● WHAT YOU NEED TO DO: Please retype the listing below exactly, from its opening line through the line where "Validated rendering request." appears.

● DATA FOR PROCESSING:
-*-

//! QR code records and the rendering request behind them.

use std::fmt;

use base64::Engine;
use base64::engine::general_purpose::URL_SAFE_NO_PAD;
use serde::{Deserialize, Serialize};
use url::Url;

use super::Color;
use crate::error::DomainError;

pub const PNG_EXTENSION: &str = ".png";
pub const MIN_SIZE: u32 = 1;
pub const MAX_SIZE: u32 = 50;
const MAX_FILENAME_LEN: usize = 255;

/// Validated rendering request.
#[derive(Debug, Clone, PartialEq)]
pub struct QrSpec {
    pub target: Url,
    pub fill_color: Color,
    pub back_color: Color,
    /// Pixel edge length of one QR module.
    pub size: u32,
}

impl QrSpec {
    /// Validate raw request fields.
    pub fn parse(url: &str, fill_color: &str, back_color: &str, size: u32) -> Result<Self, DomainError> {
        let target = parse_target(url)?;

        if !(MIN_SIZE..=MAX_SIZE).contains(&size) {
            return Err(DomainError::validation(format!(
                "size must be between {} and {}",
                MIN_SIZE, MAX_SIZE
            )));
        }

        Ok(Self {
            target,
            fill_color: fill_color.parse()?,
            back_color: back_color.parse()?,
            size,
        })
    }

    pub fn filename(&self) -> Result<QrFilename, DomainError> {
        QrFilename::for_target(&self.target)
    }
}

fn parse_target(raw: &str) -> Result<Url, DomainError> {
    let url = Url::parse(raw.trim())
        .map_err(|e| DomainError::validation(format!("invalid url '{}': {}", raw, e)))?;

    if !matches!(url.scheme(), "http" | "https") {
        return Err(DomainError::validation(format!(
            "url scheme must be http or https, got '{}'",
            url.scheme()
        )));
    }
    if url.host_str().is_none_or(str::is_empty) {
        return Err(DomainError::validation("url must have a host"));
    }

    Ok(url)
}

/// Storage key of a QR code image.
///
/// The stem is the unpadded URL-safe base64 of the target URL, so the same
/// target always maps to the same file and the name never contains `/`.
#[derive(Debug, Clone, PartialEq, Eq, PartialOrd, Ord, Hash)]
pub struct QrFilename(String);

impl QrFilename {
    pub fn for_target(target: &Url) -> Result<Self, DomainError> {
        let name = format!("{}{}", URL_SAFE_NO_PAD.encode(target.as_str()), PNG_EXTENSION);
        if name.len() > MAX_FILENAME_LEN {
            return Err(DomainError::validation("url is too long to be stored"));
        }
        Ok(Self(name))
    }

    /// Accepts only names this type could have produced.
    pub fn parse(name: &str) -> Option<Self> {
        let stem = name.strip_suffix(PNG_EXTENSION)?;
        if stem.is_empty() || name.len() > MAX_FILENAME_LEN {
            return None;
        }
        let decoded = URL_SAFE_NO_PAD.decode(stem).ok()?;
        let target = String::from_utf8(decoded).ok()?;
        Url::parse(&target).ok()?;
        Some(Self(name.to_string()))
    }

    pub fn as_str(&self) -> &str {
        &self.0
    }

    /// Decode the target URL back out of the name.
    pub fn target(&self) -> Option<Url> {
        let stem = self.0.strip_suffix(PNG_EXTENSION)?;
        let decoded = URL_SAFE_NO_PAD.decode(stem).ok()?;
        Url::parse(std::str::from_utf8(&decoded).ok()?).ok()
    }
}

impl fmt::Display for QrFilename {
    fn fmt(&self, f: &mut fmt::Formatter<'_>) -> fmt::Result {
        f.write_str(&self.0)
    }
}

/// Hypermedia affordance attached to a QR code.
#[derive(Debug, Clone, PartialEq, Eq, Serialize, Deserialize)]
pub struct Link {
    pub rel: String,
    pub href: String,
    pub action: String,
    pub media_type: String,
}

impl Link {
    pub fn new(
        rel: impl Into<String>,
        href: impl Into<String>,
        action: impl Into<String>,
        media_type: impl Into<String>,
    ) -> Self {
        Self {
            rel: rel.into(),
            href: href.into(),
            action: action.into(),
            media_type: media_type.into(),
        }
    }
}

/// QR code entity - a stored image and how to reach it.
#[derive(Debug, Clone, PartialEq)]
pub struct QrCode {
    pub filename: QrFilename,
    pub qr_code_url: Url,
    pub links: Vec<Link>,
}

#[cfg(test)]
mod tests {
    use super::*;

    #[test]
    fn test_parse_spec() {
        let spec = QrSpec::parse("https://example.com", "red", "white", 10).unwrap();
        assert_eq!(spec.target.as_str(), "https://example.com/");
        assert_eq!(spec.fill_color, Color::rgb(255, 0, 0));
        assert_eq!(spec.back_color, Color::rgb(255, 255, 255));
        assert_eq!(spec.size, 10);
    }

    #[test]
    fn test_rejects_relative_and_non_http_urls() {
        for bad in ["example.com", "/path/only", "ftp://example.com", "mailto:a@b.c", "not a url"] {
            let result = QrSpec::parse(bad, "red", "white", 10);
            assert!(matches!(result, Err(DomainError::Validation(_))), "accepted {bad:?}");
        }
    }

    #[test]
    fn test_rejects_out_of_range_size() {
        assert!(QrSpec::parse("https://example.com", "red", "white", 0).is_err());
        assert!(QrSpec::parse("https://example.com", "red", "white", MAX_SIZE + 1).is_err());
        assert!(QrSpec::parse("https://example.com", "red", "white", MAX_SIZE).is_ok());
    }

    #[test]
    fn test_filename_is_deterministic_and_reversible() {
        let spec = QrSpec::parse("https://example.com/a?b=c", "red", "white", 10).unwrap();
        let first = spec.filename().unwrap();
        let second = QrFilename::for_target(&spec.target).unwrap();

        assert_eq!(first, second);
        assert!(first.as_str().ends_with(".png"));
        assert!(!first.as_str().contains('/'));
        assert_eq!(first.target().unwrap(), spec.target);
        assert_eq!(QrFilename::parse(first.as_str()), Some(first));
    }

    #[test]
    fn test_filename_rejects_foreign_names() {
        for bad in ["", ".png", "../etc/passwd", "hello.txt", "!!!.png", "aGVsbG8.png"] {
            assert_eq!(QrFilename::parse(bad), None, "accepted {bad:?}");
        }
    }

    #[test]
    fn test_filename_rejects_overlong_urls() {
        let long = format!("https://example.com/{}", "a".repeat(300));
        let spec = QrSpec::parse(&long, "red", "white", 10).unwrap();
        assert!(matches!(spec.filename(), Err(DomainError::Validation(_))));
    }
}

-*-

● RESULT OF THIS EXERCISE:
//! QR code records and the rendering request behind them.

use std::fmt;

use base64::Engine;
use base64::engine::general_purpose::URL_SAFE_NO_PAD;
use serde::{Deserialize, Serialize};
use url::Url;

use super::Color;
use crate::error::DomainError;

pub const PNG_EXTENSION: &str = ".png";
pub const MIN_SIZE: u32 = 1;
pub const MAX_SIZE: u32 = 50;
const MAX_FILENAME_LEN: usize = 255;

/// Validated rendering request.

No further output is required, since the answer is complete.